It became a regular occurrence, Phipps said, to see “these poor people walk around in circles, walk back and forth, talking to themselves, and they’re just all drugged up.” She said she observed nudity, weapons, and people passed out on sidewalks.

Uptick in Crimes, ‘Aggressive Panhandling’

Downtown Asheville, like many cities in America, has long contended with homelessness, panhandling, drugs and common crimes like shoplifting.

“I would say that in the last probably year and a half, the number of concerns … has gone up significantly,” said Meghan Rogers, executive director of the Asheville Downtown Association that advocates on behalf of businesses and residents for the vitality of downtown.

“It’s break-ins, vandalism, assaults, things like employees feeling unsafe walking to their cars at night,” said Rogers, who is leaving for another job at the end of February. “I think it’s an overlap between mental health, substance use, and people experiencing homelessness.”

Erratic behavior has intensified with “people screaming obscenities or derogatory remarks at passersby” and “aggressive panhandling,” Rogers said.

“I don’t mean someone saying, ‘Hey, do you have a dollar?’ ” Rogers said. “I mean people really getting aggressive with kind of touching, following people, getting a little close.”

Employees and business owners routinely call 911 to report disturbances and crime. One owner estimated he had made more than 50 calls in the past year.

The 9-1-1 call log for the Shell gas station and convenience store on Merrimon Avenue, just north of the I-240 bridge at an intersection known for panhandling and homeless encampments, contains 994 calls in a little over two years.

“Two months ago, we had someone overdose in the bathroom,” said one employee, Malina Parris. “We’ve had people throw water bottles at us. We’ve had people hit us. One day, I had a guy chase me with a knife.”

An employee’s car was stolen when a woman jumped in and drove off, Parris said. A customer was buying gas when “this dude came up and started beating his car with a crowbar.”

Problems increased dramatically since the pandemic, said store manager Brandon Belcher.

Of 80 stores in the region, “we’re allowed the most labor,” Belcher said. “I have to have at least three people on to keep it safe.”

Little Public Discussion

Complaints about safety and cleanliness have poured into the city from downtown businesses, the Chamber of Commerce, visitors and local taxpayers for months and even years.

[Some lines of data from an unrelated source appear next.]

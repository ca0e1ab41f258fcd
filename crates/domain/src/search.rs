// Copyright (C) 2026 Fred Clausen
// Use of this source code is governed by an MIT-style
// license that can be found in the LICENSE file or at
// https://opensource.org/licenses/MIT.

//! Repatriant search criteria.
//!
//! Criteria are typed here and turned into SQL by the persistence layer.
//! Only non-empty fields produce conditions; the conditions are combined
//! with AND.

use regex::Regex;
use time::Date;

use crate::role::Role;

/// Rows per search results page.
pub const SEARCH_PAGE_SIZE: i64 = 20;

/// Free-text repatriant columns matched on word boundaries.
#[derive(Debug, Clone, Copy, PartialEq, Eq)]
pub enum TextField {
    Surname,
    GivenName,
    Patronymic,
    BirthSurname,
    CountryOfResidence,
    ArrivedFrom,
    Nationality,
    IdentityDocument,
    IdentityDocumentNumber,
    Phone,
    Email,
    Address,
    Birthplace,
    AdditionalInfo,
}

/// The four name columns that the quick query searches.
pub const NAME_FIELDS: [TextField; 4] = [
    TextField::Surname,
    TextField::GivenName,
    TextField::Patronymic,
    TextField::BirthSurname,
];

/// An inclusive date range; either bound may be open.
#[derive(Debug, Clone, Copy, PartialEq, Eq, Default)]
pub struct DateRange {
    pub from: Option<Date>,
    pub to: Option<Date>,
}

impl DateRange {
    #[must_use]
    pub const fn new(from: Option<Date>, to: Option<Date>) -> Self {
        Self { from, to }
    }

    #[must_use]
    pub const fn is_empty(&self) -> bool {
        self.from.is_none() && self.to.is_none()
    }
}

/// Parts of a housing address written as `city, street, house, apartment`.
#[derive(Debug, Clone, Copy, PartialEq, Eq)]
pub enum AddressPart {
    City,
    Street,
    House,
    Apartment,
}

impl AddressPart {
    /// The separator between address parts.
    pub const SEPARATOR: &'static str = ", ";

    /// 1-based position of the part within the address.
    #[must_use]
    pub const fn index(self) -> i32 {
        match self {
            Self::City => 1,
            Self::Street => 2,
            Self::House => 3,
            Self::Apartment => 4,
        }
    }
}

/// Returns the 1-based `index`-th part of `value` split on `delimiter`.
#[must_use]
pub fn split_part(value: &str, delimiter: &str, index: i32) -> Option<String> {
    let position: usize = usize::try_from(index).ok()?.checked_sub(1)?;
    if delimiter.is_empty() {
        return (position == 0).then(|| value.to_string());
    }
    value.split(delimiter).nth(position).map(str::to_string)
}

/// Filters over the housing department records of a repatriant.
#[derive(Debug, Clone, PartialEq, Default)]
pub struct HousingCriteria {
    pub category: Option<String>,
    pub protocol_number: Option<String>,
    pub notes: Option<String>,
    pub received_housing: Option<bool>,
    pub has_warrant: Option<bool>,
    pub housing_status: Option<String>,
    pub address: Vec<(AddressPart, String)>,
    pub repair_amount: Option<f64>,
    pub created: DateRange,
}

impl HousingCriteria {
    #[must_use]
    pub fn is_empty(&self) -> bool {
        self.category.is_none()
            && self.protocol_number.is_none()
            && self.notes.is_none()
            && self.received_housing.is_none()
            && self.has_warrant.is_none()
            && self.housing_status.is_none()
            && self.address.is_empty()
            && self.repair_amount.is_none()
            && self.created.is_empty()
    }
}

/// The advanced search form.
#[derive(Debug, Clone, PartialEq, Default)]
pub struct SearchCriteria {
    pub text: Vec<(TextField, String)>,
    pub file_code: Option<String>,
    pub sex: Option<String>,
    pub family_status: Option<String>,
    pub birth_date: DateRange,
    pub status_date: DateRange,
    pub children_count: Option<u32>,
    pub housing: HousingCriteria,
}

impl SearchCriteria {
    /// Drops criteria the role may not use.
    ///
    /// Housing filters are only honoured for housing staff and admins.
    #[must_use]
    pub fn for_role(mut self, role: Role) -> Self {
        if !role.can_view_housing() {
            self.housing = HousingCriteria::default();
        }
        self
    }

    #[must_use]
    pub fn is_empty(&self) -> bool {
        self.text.is_empty()
            && self.file_code.is_none()
            && self.sex.is_none()
            && self.family_status.is_none()
            && self.birth_date.is_empty()
            && self.status_date.is_empty()
            && self.children_count.is_none()
            && self.housing.is_empty()
    }
}

/// How a search request is executed.
#[derive(Debug, Clone, PartialEq)]
pub enum SearchMode {
    /// No filters and no query: list everything.
    All,
    /// Every word must match one of the name columns.
    Quick(Vec<String>),
    /// Conjunction of the advanced criteria.
    Advanced(SearchCriteria),
}

impl SearchMode {
    /// Chooses the mode. Advanced criteria take precedence over the quick
    /// query.
    #[must_use]
    pub fn select(criteria: SearchCriteria, query: &str) -> Self {
        if !criteria.is_empty() {
            return Self::Advanced(criteria);
        }

        let words: Vec<String> = query.split_whitespace().map(str::to_string).collect();
        if words.is_empty() {
            Self::All
        } else {
            Self::Quick(words)
        }
    }
}

/// Builds the case-insensitive word-boundary pattern for a literal needle.
#[must_use]
pub fn word_pattern(needle: &str) -> String {
    format!(r"(?i)\b{}\b", regex::escape(needle.trim()))
}

/// Word-boundary matcher that keeps the last compiled pattern.
///
/// A search evaluates the same needle against every row, so the cache
/// almost always hits.
#[derive(Debug, Default)]
pub struct WordMatcher {
    cached: Option<(String, Regex)>,
}

impl WordMatcher {
    #[must_use]
    pub const fn new() -> Self {
        Self { cached: None }
    }

    /// Whether `needle` occurs in `haystack` as a whole word, ignoring case.
    /// A blank needle never matches.
    pub fn matches(&mut self, haystack: &str, needle: &str) -> bool {
        if needle.trim().is_empty() {
            return false;
        }

        let stale: bool = self.cached.as_ref().is_none_or(|(cached, _)| cached != needle);
        if stale {
            match Regex::new(&word_pattern(needle)) {
                Ok(regex) => self.cached = Some((needle.to_string(), regex)),
                Err(_) => return false,
            }
        }

        self.cached
            .as_ref()
            .is_some_and(|(_, regex)| regex.is_match(haystack))
    }
}

/// One-shot word match.
#[must_use]
pub fn matches_word(haystack: &str, needle: &str) -> bool {
    WordMatcher::new().matches(haystack, needle)
}

/// Number of pages needed for `total` rows.
#[must_use]
pub const fn page_count(total: i64, page_size: i64) -> i64 {
    if total <= 0 || page_size <= 0 {
        0
    } else {
        (total + page_size - 1) / page_size
    }
}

Yet the state of downtown, the hub of a thriving tourism industry whose health is important to merchants and residents across the city, has been glaringly absent from the public dialogue, many merchants said.

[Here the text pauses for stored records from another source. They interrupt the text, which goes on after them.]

// Copyright (C) 2026 Fred Clausen
// Use of this source code is governed by an MIT-style
// license that can be found in the LICENSE file or at
// https://opensource.org/licenses/MIT.

use crate::{Action, Actor, AuditEntry, actions};

#[test]
fn test_actor_creation_keeps_user_id() {
    let actor: Actor = Actor::new(3, String::from("registrar"));

    assert_eq!(actor.user_id, Some(3));
    assert_eq!(actor.username, "registrar");
}

#[test]
fn test_system_actor_has_no_user() {
    let actor: Actor = Actor::system();

    assert_eq!(actor.user_id, None);
    assert_eq!(actor.username, "SYSTEM");
}

#[test]
fn test_action_text_prefers_details() {
    let entry: AuditEntry = AuditEntry::new(
        Actor::new(1, String::from("admin")),
        Action::new(
            String::from(actions::REGISTER_REPATRIANT),
            Some(String::from("Registered repatriant Иванов Иван")),
        ),
        Some(12),
    );

    assert_eq!(entry.action_text(), "REGISTERED REPATRIANT ИВАНОВ ИВАН");
    assert_eq!(entry.repatriant_id, Some(12));
}

#[test]
fn test_action_text_falls_back_to_name() {
    let entry: AuditEntry = AuditEntry::new(
        Actor::new(1, String::from("admin")),
        Action::new(String::from(actions::LOGIN), None),
        None,
    );

    assert_eq!(entry.action_text(), "LOGIN");
}

#[test]
fn test_describe_keeps_username_case() {
    let entry: AuditEntry = AuditEntry::new(
        Actor::new(5, String::from("petrova")),
        Action::new(String::from(actions::LOGOUT), Some(String::from("logout"))),
        None,
    );

    assert_eq!(entry.describe(), "petrova: LOGOUT");
}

AshevilleMayor Esther Manheimer said downtown “has been a topic of a great deal of communication” and she shares concerns about safety and cleanliness.

“I’ve been in Asheville since 1988,” said Manheimer, an attorney who works downtown. “I know that it has ebbed and flowed over the years, and I would definitely say it has been in better shape prior to now. And we’re working hard to try to get it back.”

Some business owners and workers said they believed city leaders were avoiding public attention on the problems for fear of scaring people away from downtown and harming businesses even more.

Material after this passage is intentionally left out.